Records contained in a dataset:

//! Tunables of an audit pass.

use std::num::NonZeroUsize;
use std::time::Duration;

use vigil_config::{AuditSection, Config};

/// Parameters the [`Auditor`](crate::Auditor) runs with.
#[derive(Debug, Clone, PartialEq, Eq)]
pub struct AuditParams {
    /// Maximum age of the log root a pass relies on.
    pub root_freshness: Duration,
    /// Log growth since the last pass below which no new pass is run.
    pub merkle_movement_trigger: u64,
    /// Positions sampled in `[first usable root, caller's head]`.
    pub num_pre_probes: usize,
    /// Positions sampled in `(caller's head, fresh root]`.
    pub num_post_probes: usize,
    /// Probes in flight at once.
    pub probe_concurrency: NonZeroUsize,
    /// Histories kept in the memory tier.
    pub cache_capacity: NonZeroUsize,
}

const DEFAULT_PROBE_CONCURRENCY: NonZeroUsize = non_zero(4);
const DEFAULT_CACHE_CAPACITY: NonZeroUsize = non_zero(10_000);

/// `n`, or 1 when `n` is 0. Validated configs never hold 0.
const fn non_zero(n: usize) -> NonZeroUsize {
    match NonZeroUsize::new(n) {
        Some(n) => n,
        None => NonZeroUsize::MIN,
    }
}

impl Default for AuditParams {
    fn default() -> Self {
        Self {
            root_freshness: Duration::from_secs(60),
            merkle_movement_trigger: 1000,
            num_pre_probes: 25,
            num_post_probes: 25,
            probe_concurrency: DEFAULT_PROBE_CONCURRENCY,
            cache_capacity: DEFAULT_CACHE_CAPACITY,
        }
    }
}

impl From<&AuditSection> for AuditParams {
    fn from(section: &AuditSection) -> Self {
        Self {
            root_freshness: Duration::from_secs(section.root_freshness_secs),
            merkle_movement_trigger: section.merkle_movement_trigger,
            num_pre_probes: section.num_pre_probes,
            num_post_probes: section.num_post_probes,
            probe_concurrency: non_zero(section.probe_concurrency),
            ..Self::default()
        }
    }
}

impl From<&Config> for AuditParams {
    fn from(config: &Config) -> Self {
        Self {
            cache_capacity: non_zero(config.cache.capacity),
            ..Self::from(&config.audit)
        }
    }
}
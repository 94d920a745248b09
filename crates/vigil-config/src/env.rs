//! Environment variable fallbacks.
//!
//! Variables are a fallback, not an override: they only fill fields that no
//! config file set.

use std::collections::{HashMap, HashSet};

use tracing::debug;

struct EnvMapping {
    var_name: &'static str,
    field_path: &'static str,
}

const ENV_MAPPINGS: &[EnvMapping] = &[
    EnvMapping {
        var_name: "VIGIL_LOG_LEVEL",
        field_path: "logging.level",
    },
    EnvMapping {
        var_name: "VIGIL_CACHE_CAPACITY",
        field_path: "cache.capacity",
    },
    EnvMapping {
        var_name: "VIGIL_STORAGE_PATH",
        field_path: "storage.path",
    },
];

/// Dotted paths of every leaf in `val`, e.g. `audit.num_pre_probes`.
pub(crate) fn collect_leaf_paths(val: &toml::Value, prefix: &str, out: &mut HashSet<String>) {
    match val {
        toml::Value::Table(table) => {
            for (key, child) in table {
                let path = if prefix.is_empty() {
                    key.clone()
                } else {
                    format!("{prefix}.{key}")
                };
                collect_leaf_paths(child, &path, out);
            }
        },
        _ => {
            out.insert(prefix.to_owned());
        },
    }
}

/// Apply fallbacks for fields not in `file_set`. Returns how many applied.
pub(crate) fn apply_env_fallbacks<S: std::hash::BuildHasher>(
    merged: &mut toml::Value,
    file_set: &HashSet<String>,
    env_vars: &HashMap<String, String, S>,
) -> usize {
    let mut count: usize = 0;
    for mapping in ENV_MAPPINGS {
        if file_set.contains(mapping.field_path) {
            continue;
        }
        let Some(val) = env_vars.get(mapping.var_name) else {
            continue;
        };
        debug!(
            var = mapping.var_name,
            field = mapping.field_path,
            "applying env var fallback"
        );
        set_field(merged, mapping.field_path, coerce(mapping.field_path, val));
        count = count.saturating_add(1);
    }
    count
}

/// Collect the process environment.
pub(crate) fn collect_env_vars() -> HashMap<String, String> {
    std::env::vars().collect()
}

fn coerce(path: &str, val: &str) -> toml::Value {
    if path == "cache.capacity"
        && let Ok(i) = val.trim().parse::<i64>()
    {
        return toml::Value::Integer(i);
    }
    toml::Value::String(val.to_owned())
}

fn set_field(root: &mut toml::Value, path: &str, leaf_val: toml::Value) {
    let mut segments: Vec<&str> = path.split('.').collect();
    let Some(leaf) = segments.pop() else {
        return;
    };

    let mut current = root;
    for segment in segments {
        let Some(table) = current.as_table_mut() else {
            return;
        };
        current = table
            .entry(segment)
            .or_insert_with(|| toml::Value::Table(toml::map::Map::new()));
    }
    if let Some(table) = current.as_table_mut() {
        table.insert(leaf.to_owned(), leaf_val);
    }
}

_What to produce_
Your job is to write out the data exactly as it stands.

_Result for this task_
//! Tunables of an audit pass.

use std::num::NonZeroUsize;
use std::time::Duration;

use vigil_config::{AuditSection, Config};

/// Parameters the [`Auditor`](crate::Auditor) runs with.
#[derive(Debug, Clone, PartialEq, Eq)]
pub struct AuditParams {
    /// Maximum age of the log root a pass relies on.
    pub root_freshness: Duration,
    /// Log growth since the last pass below which no new pass is run.
    pub merkle_movement_trigger: u64,
    /// Positions sampled in `[first usable root, caller's head]`.
    pub num_pre_probes: usize,
    /// Positions sampled in `(caller's head, fresh root]`.
    pub num_post_probes: usize,
    /// Probes in flight at once.
    pub probe_concurrency: NonZeroUsize,
    /// Histories kept in the memory tier.
    pub cache_capacity: NonZeroUsize,
}

const DEFAULT_PROBE_CONCURRENCY: NonZeroUsize = non_zero(4);
const DEFAULT_CACHE_CAPACITY: NonZeroUsize = non_zero(10_000);

/// `n`, or 1 when `n` is 0. Validated configs never hold 0.
const fn non_zero(n: usize) -> NonZeroUsize {
    match NonZeroUsize::new(n) {
        Some(n) => n,
        None => NonZeroUsize::MIN,
    }
}

impl Default for AuditParams {
    fn default() -> Self {
        Self {
            root_freshness: Duration::from_secs(60),
            merkle_movement_trigger: 1000,
            num_pre_probes: 25,
            num_post_probes: 25,
            probe_concurrency: DEFAULT_PROBE_CONCURRENCY,
            cache_capacity: DEFAULT_CACHE_CAPACITY,
        }
    }
}

impl From<&AuditSection> for AuditParams {
    fn from(section: &AuditSection) -> Self {
        Self {
            root_freshness: Duration::from_secs(section.root_freshness_secs),
            merkle_movement_trigger: section.merkle_movement_trigger,
            num_pre_probes: section.num_pre_probes,
            num_post_probes: section.num_post_probes,
            probe_concurrency: non_zero(section.probe_concurrency),
            ..Self::default()
        }
    }
}

impl From<&Config> for AuditParams {
    fn from(config: &Config) -> Self {
        Self {
            cache_capacity: non_zero(config.cache.capacity),
            ..Self::from(&config.audit)
        }
    }
}
repository 94d920a745248b09
filename crates/vigil-config/src/env.rs
//! Environment variable fallbacks.
//!
//! Variables are a fallback, not an override: they only fill fields that no
//! config file set.

use std::collections::{HashMap, HashSet};

use tracing::debug;

struct EnvMapping {
    var_name: &'static str,
    field_path: &'static str,
}

const ENV_MAPPINGS: &[EnvMapping] = &[
    EnvMapping {
        var_name: "VIGIL_LOG_LEVEL",
        field_path: "logging.level",
    },
    EnvMapping {
        var_name: "VIGIL_CACHE_CAPACITY",
        field_path: "cache.capacity",
    },
    EnvMapping {
        var_name: "VIGIL_STORAGE_PATH",
        field_path: "storage.path",
    },
];

/// Dotted paths of every leaf in `val`, e.g. `audit.num_pre_probes`.
pub(crate) fn collect_leaf_paths(val: &toml::Value, prefix: &str, out: &mut HashSet<String>) {
    match val {
        toml::Value::Table(table) => {
            for (key, child) in table {
                let path = if prefix.is_empty() {
                    key.clone()
                } else {
                    format!("{prefix}.{key}")
                };
                collect_leaf_paths(child, &path, out);
            }
        },
        _ => {
            out.insert(prefix.to_owned());
        },
    }
}

/// Apply fallbacks for fields not in `file_set`. Returns how many applied.
pub(crate) fn apply_env_fallbacks<S: std::hash::BuildHasher>(
    merged: &mut toml::Value,
    file_set: &HashSet<String>,
    env_vars: &HashMap<String, String, S>,
) -> usize {
    let mut count: usize = 0;
    for mapping in ENV_MAPPINGS {
        if file_set.contains(mapping.field_path) {
            continue;
        }
        let Some(val) = env_vars.get(mapping.var_name) else {
            continue;
        };
        debug!(
            var = mapping.var_name,
            field = mapping.field_path,
            "applying env var fallback"
        );
        set_field(merged, mapping.field_path, coerce(mapping.field_path, val));
        count = count.saturating_add(1);
    }
    count
}

/// Collect the process environment.
pub(crate) fn collect_env_vars() -> HashMap<String, String> {
    std::env::vars().collect()
}

fn coerce(path: &str, val: &str) -> toml::Value {
    if path == "cache.capacity"
        && let Ok(i) = val.trim().parse::<i64>()
    {
        return toml::Value::Integer(i);
    }
    toml::Value::String(val.to_owned())
}

fn set_field(root: &mut toml::Value, path: &str, leaf_val: toml::Value) {
    let mut segments: Vec<&str> = path.split('.').collect();
    let Some(leaf) = segments.pop() else {
        return;
    };

    let mut current = root;
    for segment in segments {
        let Some(table) = current.as_table_mut() else {
            return;
        };
        current = table
            .entry(segment)
            .or_insert_with(|| toml::Value::Table(toml::map::Map::new()));
    }
    if let Some(table) = current.as_table_mut() {
        table.insert(leaf.to_owned(), leaf_val);
    }
}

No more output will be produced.